Au fond, répondre à la question, c’est en partie répondre à la question de savoir ce que pourrait être un monde durable. Nous sommes tous pour la construction d’un monde durable, mais nous ne comprenons que ce concept est trop vague. Tout le monde comprend basiquement qu’il s’agit de réduire notre empreinte écologique afin qu’elle puisse de nouveau être supportée par les capacités bio productives de la Terre. Cette définition de base ne soulève probablement guère de désaccord substantiels. Mais, un monde durable compris en ce sens est compatible avec une multitude de réalités sociales, économiques, culturelles et politiques qui ne sont pas toutes également désirables, loin s’en faut. La France de Jeanne D’Arc avait une empreinte écologique durable, tout comme celle de Vichy ou de Germinal.

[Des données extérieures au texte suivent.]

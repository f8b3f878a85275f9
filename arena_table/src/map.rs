//! Open-addressing unique-key map stored inside a byte arena.

use std::{alloc::Layout, fmt, hash::Hash, marker::PhantomData, mem::size_of};

use bump_arena::{Arena, ArenaError};
use bytemuck::Pod;

use crate::{
    error::TableError,
    hash::key_hash,
    header::{bucket_of, RegionBuilder, TableHeader, EMPTY_HASH},
};

/// Offsets of the hash and key arrays, relative to the region start.
///
/// These two arrays directly follow the header, before the value array, so
/// their offsets depend only on the key type. [`KeyView`] relies on this to
/// probe a map region without naming the value type.
#[derive(Clone, Copy)]
struct ProbeArrays {
    hashes: u32,
    keys: u32,
}

impl ProbeArrays {
    fn build<K>(builder: &mut RegionBuilder, bucket_count: u32) -> Self {
        Self {
            hashes: builder.array::<i32>(bucket_count),
            keys: builder.array::<K>(bucket_count),
        }
    }

    #[inline]
    fn hash_offset(&self, base: u32, slot: u32) -> u32 {
        base + self.hashes + size_of::<i32>() as u32 * slot
    }

    #[inline]
    fn key_offset<K>(&self, base: u32, slot: u32) -> u32 {
        base + self.keys + size_of::<K>() as u32 * slot
    }
}

/// Offsets of all arrays of a map region, relative to the region start.
#[derive(Clone, Copy)]
struct MapRegion {
    probe: ProbeArrays,
    values: u32,
}

impl MapRegion {
    fn compute<K, V>(bucket_count: u32) -> (Self, Layout) {
        let mut builder = RegionBuilder::new();
        let probe = ProbeArrays::build::<K>(&mut builder, bucket_count);
        let values = builder.array::<V>(bucket_count);
        (Self { probe, values }, builder.finish())
    }

    #[inline]
    fn value_offset<V>(&self, base: u32, slot: u32) -> u32 {
        base + self.values + size_of::<V>() as u32 * slot
    }
}

enum Probe {
    /// Slot holding an equal key.
    Found(u32),
    /// First empty slot on the probe sequence.
    Empty(u32),
    /// A full wrap found neither an equal key nor an empty slot.
    Full,
}

/// Scans forward from the key's home bucket with wraparound.
///
/// The scan stops at the first slot whose stored hash is the empty
/// sentinel. That early exit is correct only because entries are never
/// removed: there are no tombstones that could hide a matching key behind
/// an empty slot.
fn probe<K: Pod + Eq>(
    arena: &Arena,
    base: u32,
    arrays: ProbeArrays,
    bucket_count: u32,
    hash: i32,
    key: &K,
) -> Probe {
    let home = bucket_of(hash, bucket_count);
    for step in 0..bucket_count {
        let slot = (home + step) % bucket_count;
        let stored = arena.read::<i32>(arrays.hash_offset(base, slot));
        if stored == EMPTY_HASH {
            return Probe::Empty(slot);
        }
        if stored == hash && arena.read::<K>(arrays.key_offset::<K>(base, slot)) == *key {
            return Probe::Found(slot);
        }
    }
    Probe::Full
}

/// Finds the slot of the `index`-th occupied entry in slot order.
fn occupied_slot(
    arena: &Arena,
    base: u32,
    arrays: ProbeArrays,
    header: TableHeader,
    index: u32,
) -> Result<u32, TableError> {
    let len = header.count as u32;
    if index >= len {
        return Err(TableError::OutOfBounds { index, len });
    }
    let mut remaining = index;
    for slot in 0..header.bucket_count as u32 {
        if arena.read::<i32>(arrays.hash_offset(base, slot)) != EMPTY_HASH {
            if remaining == 0 {
                return Ok(slot);
            }
            remaining -= 1;
        }
    }
    unreachable!("entry count exceeds the number of occupied slots")
}

/// Fixed-capacity unique-key hash map living inside an [`Arena`].
///
/// Collisions are resolved by open addressing: a colliding key is stored in
/// the next free slot of the bucket array, found by scanning forward with
/// wraparound. There is exactly one slot per bucket, no chains, and no
/// tombstones — entry removal and rehashing do not exist.
///
/// The handle itself is just the region's byte offset. It is `Copy`;
/// duplicating it does not duplicate any data, and every operation borrows
/// the arena that holds the actual state.
pub struct ArenaMap<K, V> {
    offset: u32,
    _phantom: PhantomData<(K, V)>,
}

impl<K, V> Clone for ArenaMap<K, V> {
    fn clone(&self) -> Self {
        *self
    }
}

impl<K, V> Copy for ArenaMap<K, V> {}

impl<K, V> fmt::Debug for ArenaMap<K, V> {
    fn fmt(&self, f: &mut fmt::Formatter<'_>) -> fmt::Result {
        f.debug_struct("ArenaMap")
            .field("offset", &self.offset)
            .finish()
    }
}

impl<K, V> ArenaMap<K, V> {
    /// Reinterprets a raw region offset as a map handle.
    ///
    /// The offset must have been returned by [`ArenaMap::reserve`] with the
    /// same key and value types, on the given arena or on a byte-identical
    /// copy of it.
    pub fn from_offset(offset: u32) -> Self {
        Self {
            offset,
            _phantom: PhantomData,
        }
    }

    /// Returns the byte offset of the map's region inside its arena.
    pub fn offset(&self) -> u32 {
        self.offset
    }

    /// Returns a key-existence view of the same region.
    pub fn key_view(&self) -> KeyView<K> {
        KeyView::from_offset(self.offset)
    }
}

impl<K: Pod + Eq + Hash, V: Pod> ArenaMap<K, V> {
    /// Reserves a region for an empty map with a fixed bucket count.
    ///
    /// The region holds the header, the hash array (filled with the empty
    /// sentinel), the key array, and the value array. The bucket count is
    /// final: the map can never grow past it.
    pub fn reserve(arena: &mut Arena, bucket_count: u32) -> Result<Self, ArenaError> {
        assert!(
            bucket_count > 0 && bucket_count <= i32::MAX as u32,
            "bucket count {bucket_count} is outside the supported range"
        );
        let (region, layout) = MapRegion::compute::<K, V>(bucket_count);
        let offset = arena.reserve(layout)?;
        arena.write(
            offset,
            TableHeader {
                count: 0,
                bucket_count: bucket_count as i32,
            },
        );
        arena
            .slice_mut::<i32>(offset + region.probe.hashes, bucket_count)
            .fill(EMPTY_HASH);
        log::trace!("map with {bucket_count} buckets reserved at offset {offset}");
        Ok(Self::from_offset(offset))
    }

    fn header(&self, arena: &Arena) -> TableHeader {
        arena.read(self.offset)
    }

    /// Looks up the value stored for `key`.
    pub fn get(&self, arena: &Arena, key: &K) -> Option<V> {
        let header = self.header(arena);
        let cap = header.bucket_count as u32;
        let (region, _) = MapRegion::compute::<K, V>(cap);
        match probe(arena, self.offset, region.probe, cap, key_hash(key), key) {
            Probe::Found(slot) => Some(arena.read(region.value_offset::<V>(self.offset, slot))),
            Probe::Empty(_) | Probe::Full => None,
        }
    }

    /// Like [`ArenaMap::get`], but reports a missing key as
    /// [`TableError::KeyNotFound`].
    pub fn value(&self, arena: &Arena, key: &K) -> Result<V, TableError> {
        self.get(arena, key).ok_or(TableError::KeyNotFound)
    }

    /// Checks whether `key` is present.
    pub fn contains_key(&self, arena: &Arena, key: &K) -> bool {
        self.key_view().contains(arena, key)
    }

    /// Inserts or updates the value stored for `key`.
    ///
    /// When the key is already present its value is overwritten in place
    /// and the previous value returned; the entry count and slot structure
    /// stay untouched. Otherwise the entry goes into the first empty slot
    /// on the key's probe sequence.
    ///
    /// Fails with [`TableError::CapacityExhausted`] when a full wrap finds
    /// every slot taken by other keys; the map is left unchanged.
    pub fn insert(&self, arena: &mut Arena, key: K, value: V) -> Result<Option<V>, TableError> {
        let header = self.header(arena);
        let cap = header.bucket_count as u32;
        let (region, _) = MapRegion::compute::<K, V>(cap);
        let hash = key_hash(&key);
        match probe(arena, self.offset, region.probe, cap, hash, &key) {
            Probe::Found(slot) => {
                let slot_value = arena.get_mut::<V>(region.value_offset::<V>(self.offset, slot));
                Ok(Some(std::mem::replace(slot_value, value)))
            }
            Probe::Empty(slot) => {
                arena.write(region.probe.hash_offset(self.offset, slot), hash);
                arena.write(region.probe.key_offset::<K>(self.offset, slot), key);
                arena.write(region.value_offset::<V>(self.offset, slot), value);
                arena.get_mut::<TableHeader>(self.offset).count += 1;
                Ok(None)
            }
            Probe::Full => Err(TableError::CapacityExhausted { capacity: cap }),
        }
    }

    /// Returns the number of keys stored.
    pub fn len(&self, arena: &Arena) -> u32 {
        self.header(arena).count as u32
    }

    /// Returns `true` when no keys are stored.
    pub fn is_empty(&self, arena: &Arena) -> bool {
        self.len(arena) == 0
    }

    /// Returns the fixed number of bucket slots.
    pub fn bucket_count(&self, arena: &Arena) -> u32 {
        self.header(arena).bucket_count as u32
    }

    /// Returns the key of the `index`-th occupied slot in slot order.
    ///
    /// This positional surface exists for debugging and enumeration; it
    /// scans the slot array, costing O(bucket count) per call.
    pub fn key_at(&self, arena: &Arena, index: u32) -> Result<K, TableError> {
        let header = self.header(arena);
        let (region, _) = MapRegion::compute::<K, V>(header.bucket_count as u32);
        let slot = occupied_slot(arena, self.offset, region.probe, header, index)?;
        Ok(arena.read(region.probe.key_offset::<K>(self.offset, slot)))
    }

    /// Returns the value of the `index`-th occupied slot in slot order.
    ///
    /// See [`ArenaMap::key_at`] for the cost caveat.
    pub fn value_at(&self, arena: &Arena, index: u32) -> Result<V, TableError> {
        let header = self.header(arena);
        let (region, _) = MapRegion::compute::<K, V>(header.bucket_count as u32);
        let slot = occupied_slot(arena, self.offset, region.probe, header, index)?;
        Ok(arena.read(region.value_offset::<V>(self.offset, slot)))
    }

    /// Iterates over the stored entries in slot order.
    pub fn iter<'a>(&self, arena: &'a Arena) -> MapIter<'a, K, V> {
        let header = self.header(arena);
        let cap = header.bucket_count as u32;
        let (region, _) = MapRegion::compute::<K, V>(cap);
        MapIter {
            arena,
            base: self.offset,
            region,
            bucket_count: cap,
            slot: 0,
            _phantom: PhantomData,
        }
    }
}

/// Iterator over the entries of an [`ArenaMap`], in slot order.
pub struct MapIter<'a, K, V> {
    arena: &'a Arena,
    base: u32,
    region: MapRegion,
    bucket_count: u32,
    slot: u32,
    _phantom: PhantomData<(K, V)>,
}

impl<K: Pod, V: Pod> Iterator for MapIter<'_, K, V> {
    type Item = (K, V);

    fn next(&mut self) -> Option<Self::Item> {
        while self.slot < self.bucket_count {
            let slot = self.slot;
            self.slot += 1;
            let stored = self
                .arena
                .read::<i32>(self.region.probe.hash_offset(self.base, slot));
            if stored != EMPTY_HASH {
                let key = self
                    .arena
                    .read::<K>(self.region.probe.key_offset::<K>(self.base, slot));
                let value = self
                    .arena
                    .read::<V>(self.region.value_offset::<V>(self.base, slot));
                return Some((key, value));
            }
        }
        None
    }
}

/// Read-only key-existence view over an [`ArenaMap`] region.
///
/// The view is binary-layout-compatible with the map for every value type:
/// it touches only the header, the hash array, and the key array, whose
/// offsets do not depend on the value type. A caller holding the region
/// offset of some `ArenaMap<K, V>` can therefore answer "is this key
/// present" without naming `V` and without any risk of touching the value
/// array.
pub struct KeyView<K> {
    offset: u32,
    _phantom: PhantomData<K>,
}

impl<K> Clone for KeyView<K> {
    fn clone(&self) -> Self {
        *self
    }
}

impl<K> Copy for KeyView<K> {}

impl<K> fmt::Debug for KeyView<K> {
    fn fmt(&self, f: &mut fmt::Formatter<'_>) -> fmt::Result {
        f.debug_struct("KeyView")
            .field("offset", &self.offset)
            .finish()
    }
}

impl<K> KeyView<K> {
    /// Reinterprets a raw region offset as a key view.
    ///
    /// The offset must address a region created by [`ArenaMap::reserve`]
    /// with key type `K`, in the given arena or a byte-identical copy.
    pub fn from_offset(offset: u32) -> Self {
        Self {
            offset,
            _phantom: PhantomData,
        }
    }

    /// Returns the byte offset of the underlying region.
    pub fn offset(&self) -> u32 {
        self.offset
    }
}

impl<K: Pod + Eq + Hash> KeyView<K> {
    fn header(&self, arena: &Arena) -> TableHeader {
        arena.read(self.offset)
    }

    fn probe_arrays(bucket_count: u32) -> ProbeArrays {
        let mut builder = RegionBuilder::new();
        ProbeArrays::build::<K>(&mut builder, bucket_count)
    }

    /// Checks whether `key` is present in the underlying map.
    pub fn contains(&self, arena: &Arena, key: &K) -> bool {
        let header = self.header(arena);
        let cap = header.bucket_count as u32;
        let arrays = Self::probe_arrays(cap);
        matches!(
            probe(arena, self.offset, arrays, cap, key_hash(key), key),
            Probe::Found(_)
        )
    }

    /// Returns the number of keys stored in the underlying map.
    pub fn len(&self, arena: &Arena) -> u32 {
        self.header(arena).count as u32
    }

    /// Returns `true` when the underlying map is empty.
    pub fn is_empty(&self, arena: &Arena) -> bool {
        self.len(arena) == 0
    }

    /// Returns the fixed number of bucket slots of the underlying map.
    pub fn bucket_count(&self, arena: &Arena) -> u32 {
        self.header(arena).bucket_count as u32
    }

    /// Returns the key of the `index`-th occupied slot in slot order.
    pub fn key_at(&self, arena: &Arena, index: u32) -> Result<K, TableError> {
        let header = self.header(arena);
        let arrays = Self::probe_arrays(header.bucket_count as u32);
        let slot = occupied_slot(arena, self.offset, arrays, header, index)?;
        Ok(arena.read(arrays.key_offset::<K>(self.offset, slot)))
    }
}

L’empreinte écologique de la Somalie, de la Corée du Nord et du Bangladesh sont comprises entre 0,5 et 0,6 planète, pour autant, il n’est pas certain que nous soyons prêts à nous engager à construire un monde durable dans lequel nous aurions leur niveau de vie ou leur régime politique. L’opposition entre les deux perspectives met clairement en évidence (bien que de façon limitée) le caractère vague de la notion de « monde durable ». Ce flou peut donner l’illusion d’un consensus dont bénéficie d’ailleurs tous les protagonistes de notre histoire, qu’ils soient politiques, dirigeants d’entreprise, militants d’ong, etc. Mais il ne faut pas se leurrer, seule une situation un peu flottante, incertaine quant à ces orientations, rend possible une telle illusion. Il faudra aller plus loin, et sans doute plus rapidement que l’on ne l’imagine. C’est pourquoi la question de la place de l’entreprise dans un monde durable nous conduira finalement à la question de savoir ce que pourrait être un monde durable aux sens écologique, économique, social et politique.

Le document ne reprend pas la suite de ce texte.